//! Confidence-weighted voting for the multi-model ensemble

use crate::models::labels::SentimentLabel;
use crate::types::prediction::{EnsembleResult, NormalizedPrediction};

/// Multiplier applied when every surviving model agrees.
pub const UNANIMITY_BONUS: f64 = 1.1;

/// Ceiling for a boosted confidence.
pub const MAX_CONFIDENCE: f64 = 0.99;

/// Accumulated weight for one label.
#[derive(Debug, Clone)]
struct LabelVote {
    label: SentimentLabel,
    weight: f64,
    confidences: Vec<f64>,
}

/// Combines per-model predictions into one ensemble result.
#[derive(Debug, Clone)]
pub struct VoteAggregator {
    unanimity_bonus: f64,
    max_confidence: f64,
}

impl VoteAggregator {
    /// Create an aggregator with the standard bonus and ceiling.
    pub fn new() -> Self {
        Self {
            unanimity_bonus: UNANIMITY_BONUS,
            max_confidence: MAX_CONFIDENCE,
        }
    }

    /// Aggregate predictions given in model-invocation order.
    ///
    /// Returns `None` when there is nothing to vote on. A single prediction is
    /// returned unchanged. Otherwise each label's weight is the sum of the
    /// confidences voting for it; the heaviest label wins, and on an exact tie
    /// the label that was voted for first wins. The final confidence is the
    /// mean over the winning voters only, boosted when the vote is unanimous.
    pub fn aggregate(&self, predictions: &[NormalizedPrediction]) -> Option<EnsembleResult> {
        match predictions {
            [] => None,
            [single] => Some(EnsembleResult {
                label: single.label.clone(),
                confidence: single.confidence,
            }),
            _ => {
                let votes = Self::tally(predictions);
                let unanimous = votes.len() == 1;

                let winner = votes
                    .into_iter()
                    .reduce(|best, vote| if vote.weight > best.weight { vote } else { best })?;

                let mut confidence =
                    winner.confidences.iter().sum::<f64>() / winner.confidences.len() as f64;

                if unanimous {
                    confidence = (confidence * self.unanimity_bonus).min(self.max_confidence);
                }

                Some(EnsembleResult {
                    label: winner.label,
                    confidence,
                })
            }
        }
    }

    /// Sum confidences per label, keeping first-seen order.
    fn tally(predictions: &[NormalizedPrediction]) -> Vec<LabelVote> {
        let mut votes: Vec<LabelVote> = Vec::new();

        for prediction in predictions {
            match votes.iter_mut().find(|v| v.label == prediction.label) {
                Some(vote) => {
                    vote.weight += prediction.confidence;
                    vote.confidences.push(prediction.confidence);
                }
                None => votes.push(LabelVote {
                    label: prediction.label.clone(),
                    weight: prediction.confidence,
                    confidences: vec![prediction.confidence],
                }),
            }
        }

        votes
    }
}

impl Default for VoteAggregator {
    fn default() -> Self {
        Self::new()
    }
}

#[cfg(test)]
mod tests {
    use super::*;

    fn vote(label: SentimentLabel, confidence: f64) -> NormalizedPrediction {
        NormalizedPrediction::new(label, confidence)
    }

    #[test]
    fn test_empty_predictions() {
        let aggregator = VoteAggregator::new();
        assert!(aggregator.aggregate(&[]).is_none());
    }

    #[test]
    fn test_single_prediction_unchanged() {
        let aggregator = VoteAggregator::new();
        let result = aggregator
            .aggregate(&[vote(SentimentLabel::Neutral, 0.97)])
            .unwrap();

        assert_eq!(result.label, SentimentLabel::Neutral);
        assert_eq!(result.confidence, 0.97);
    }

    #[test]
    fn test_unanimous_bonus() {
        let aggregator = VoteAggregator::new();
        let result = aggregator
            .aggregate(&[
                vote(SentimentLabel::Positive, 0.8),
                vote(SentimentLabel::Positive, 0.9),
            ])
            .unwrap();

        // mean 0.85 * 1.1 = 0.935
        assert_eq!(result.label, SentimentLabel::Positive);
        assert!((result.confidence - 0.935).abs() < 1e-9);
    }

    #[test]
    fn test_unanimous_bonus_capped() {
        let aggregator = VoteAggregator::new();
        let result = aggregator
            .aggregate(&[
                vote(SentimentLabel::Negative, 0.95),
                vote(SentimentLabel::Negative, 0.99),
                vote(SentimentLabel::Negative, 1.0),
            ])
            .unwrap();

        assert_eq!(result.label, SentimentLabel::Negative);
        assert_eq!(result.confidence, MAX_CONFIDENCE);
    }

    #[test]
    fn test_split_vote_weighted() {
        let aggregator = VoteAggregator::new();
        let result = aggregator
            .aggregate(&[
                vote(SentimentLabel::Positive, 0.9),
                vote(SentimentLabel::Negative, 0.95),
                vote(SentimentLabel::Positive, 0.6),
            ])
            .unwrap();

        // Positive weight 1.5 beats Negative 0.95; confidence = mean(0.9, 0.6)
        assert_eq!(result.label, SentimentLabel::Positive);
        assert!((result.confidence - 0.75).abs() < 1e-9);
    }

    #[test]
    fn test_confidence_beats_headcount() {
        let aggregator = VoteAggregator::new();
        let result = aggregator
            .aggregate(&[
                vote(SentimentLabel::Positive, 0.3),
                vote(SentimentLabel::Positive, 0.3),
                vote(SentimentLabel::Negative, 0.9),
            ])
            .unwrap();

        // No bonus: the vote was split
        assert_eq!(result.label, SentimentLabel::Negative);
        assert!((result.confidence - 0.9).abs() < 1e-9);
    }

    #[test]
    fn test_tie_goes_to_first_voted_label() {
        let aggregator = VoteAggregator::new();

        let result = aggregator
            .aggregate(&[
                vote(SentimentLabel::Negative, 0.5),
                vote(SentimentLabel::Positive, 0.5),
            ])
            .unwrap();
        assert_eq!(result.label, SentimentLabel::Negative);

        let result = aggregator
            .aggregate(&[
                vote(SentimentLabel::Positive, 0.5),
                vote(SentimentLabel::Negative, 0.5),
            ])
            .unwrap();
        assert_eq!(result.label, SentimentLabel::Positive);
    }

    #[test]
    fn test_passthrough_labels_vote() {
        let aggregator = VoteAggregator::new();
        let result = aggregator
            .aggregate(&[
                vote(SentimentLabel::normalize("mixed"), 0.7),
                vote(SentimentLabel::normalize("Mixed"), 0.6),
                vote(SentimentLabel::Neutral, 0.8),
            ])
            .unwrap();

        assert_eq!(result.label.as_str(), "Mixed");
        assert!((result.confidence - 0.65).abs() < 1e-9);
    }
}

§ §

Task instructions - The listing above is to be restated word for word.

Reply to the task -
//! Confidence-weighted voting for the multi-model ensemble

use crate::models::labels::SentimentLabel;
use crate::types::prediction::{EnsembleResult, NormalizedPrediction};

/// Multiplier applied when every surviving model agrees.
pub const UNANIMITY_BONUS: f64 = 1.1;

/// Ceiling for a boosted confidence.
pub const MAX_CONFIDENCE: f64 = 0.99;

/// Accumulated weight for one label.
#[derive(Debug, Clone)]
struct LabelVote {
    label: SentimentLabel,
    weight: f64,
    confidences: Vec<f64>,
}

/// Combines per-model predictions into one ensemble result.
#[derive(Debug, Clone)]
pub struct VoteAggregator {
    unanimity_bonus: f64,
    max_confidence: f64,
}

impl VoteAggregator {
    /// Create an aggregator with the standard bonus and ceiling.
    pub fn new() -> Self {
        Self {
            unanimity_bonus: UNANIMITY_BONUS,
            max_confidence: MAX_CONFIDENCE,
        }
    }

    /// Aggregate predictions given in model-invocation order.
    ///
    /// Returns `None` when there is nothing to vote on. A single prediction is
    /// returned unchanged. Otherwise each label's weight is the sum of the
    /// confidences voting for it; the heaviest label wins, and on an exact tie
    /// the label that was voted for first wins. The final confidence is the
    /// mean over the winning voters only, boosted when the vote is unanimous.
    pub fn aggregate(&self, predictions: &[NormalizedPrediction]) -> Option<EnsembleResult> {
        match predictions {
            [] => None,
            [single] => Some(EnsembleResult {
                label: single.label.clone(),
                confidence: single.confidence,
            }),
            _ => {
                let votes = Self::tally(predictions);
                let unanimous = votes.len() == 1;

                let winner = votes
                    .into_iter()
                    .reduce(|best, vote| if vote.weight > best.weight { vote } else { best })?;

                let mut confidence =
                    winner.confidences.iter().sum::<f64>() / winner.confidences.len() as f64;

                if unanimous {
                    confidence = (confidence * self.unanimity_bonus).min(self.max_confidence);
                }

                Some(EnsembleResult {
                    label: winner.label,
                    confidence,
                })
            }
        }
    }

    /// Sum confidences per label, keeping first-seen order.
    fn tally(predictions: &[NormalizedPrediction]) -> Vec<LabelVote> {
        let mut votes: Vec<LabelVote> = Vec::new();

        for prediction in predictions {
            match votes.iter_mut().find(|v| v.label == prediction.label) {
                Some(vote) => {
                    vote.weight += prediction.confidence;
                    vote.confidences.push(prediction.confidence);
                }
                None => votes.push(LabelVote {
                    label: prediction.label.clone(),
                    weight: prediction.confidence,
                    confidences: vec![prediction.confidence],
                }),
            }
        }

        votes
    }
}

impl Default for VoteAggregator {
    fn default() -> Self {
        Self::new()
    }
}

#[cfg(test)]
mod tests {
    use super::*;

    fn vote(label: SentimentLabel, confidence: f64) -> NormalizedPrediction {
        NormalizedPrediction::new(label, confidence)
    }

    #[test]
    fn test_empty_predictions() {
        let aggregator = VoteAggregator::new();
        assert!(aggregator.aggregate(&[]).is_none());
    }

    #[test]
    fn test_single_prediction_unchanged() {
        let aggregator = VoteAggregator::new();
        let result = aggregator
            .aggregate(&[vote(SentimentLabel::Neutral, 0.97)])
            .unwrap();

        assert_eq!(result.label, SentimentLabel::Neutral);
        assert_eq!(result.confidence, 0.97);
    }

    #[test]
    fn test_unanimous_bonus() {
        let aggregator = VoteAggregator::new();
        let result = aggregator
            .aggregate(&[
                vote(SentimentLabel::Positive, 0.8),
                vote(SentimentLabel::Positive, 0.9),
            ])
            .unwrap();

        // mean 0.85 * 1.1 = 0.935
        assert_eq!(result.label, SentimentLabel::Positive);
        assert!((result.confidence - 0.935).abs() < 1e-9);
    }

    #[test]
    fn test_unanimous_bonus_capped() {
        let aggregator = VoteAggregator::new();
        let result = aggregator
            .aggregate(&[
                vote(SentimentLabel::Negative, 0.95),
                vote(SentimentLabel::Negative, 0.99),
                vote(SentimentLabel::Negative, 1.0),
            ])
            .unwrap();

        assert_eq!(result.label, SentimentLabel::Negative);
        assert_eq!(result.confidence, MAX_CONFIDENCE);
    }

    #[test]
    fn test_split_vote_weighted() {
        let aggregator = VoteAggregator::new();
        let result = aggregator
            .aggregate(&[
                vote(SentimentLabel::Positive, 0.9),
                vote(SentimentLabel::Negative, 0.95),
                vote(SentimentLabel::Positive, 0.6),
            ])
            .unwrap();

        // Positive weight 1.5 beats Negative 0.95; confidence = mean(0.9, 0.6)
        assert_eq!(result.label, SentimentLabel::Positive);
        assert!((result.confidence - 0.75).abs() < 1e-9);
    }

    #[test]
    fn test_confidence_beats_headcount() {
        let aggregator = VoteAggregator::new();
        let result = aggregator
            .aggregate(&[
                vote(SentimentLabel::Positive, 0.3),
                vote(SentimentLabel::Positive, 0.3),
                vote(SentimentLabel::Negative, 0.9),
            ])
            .unwrap();

        // No bonus: the vote was split
        assert_eq!(result.label, SentimentLabel::Negative);
        assert!((result.confidence - 0.9).abs() < 1e-9);
    }

    #[test]
    fn test_tie_goes_to_first_voted_label() {
        let aggregator = VoteAggregator::new();

        let result = aggregator
            .aggregate(&[
                vote(SentimentLabel::Negative, 0.5),
                vote(SentimentLabel::Positive, 0.5),
            ])
            .unwrap();
        assert_eq!(result.label, SentimentLabel::Negative);

        let result = aggregator
            .aggregate(&[
                vote(SentimentLabel::Positive, 0.5),
                vote(SentimentLabel::Negative, 0.5),
            ])
            .unwrap();
        assert_eq!(result.label, SentimentLabel::Positive);
    }

    #[test]
    fn test_passthrough_labels_vote() {
        let aggregator = VoteAggregator::new();
        let result = aggregator
            .aggregate(&[
                vote(SentimentLabel::normalize("mixed"), 0.7),
                vote(SentimentLabel::normalize("Mixed"), 0.6),
                vote(SentimentLabel::Neutral, 0.8),
            ])
            .unwrap();

        assert_eq!(result.label.as_str(), "Mixed");
        assert!((result.confidence - 0.65).abs() < 1e-9);
    }
}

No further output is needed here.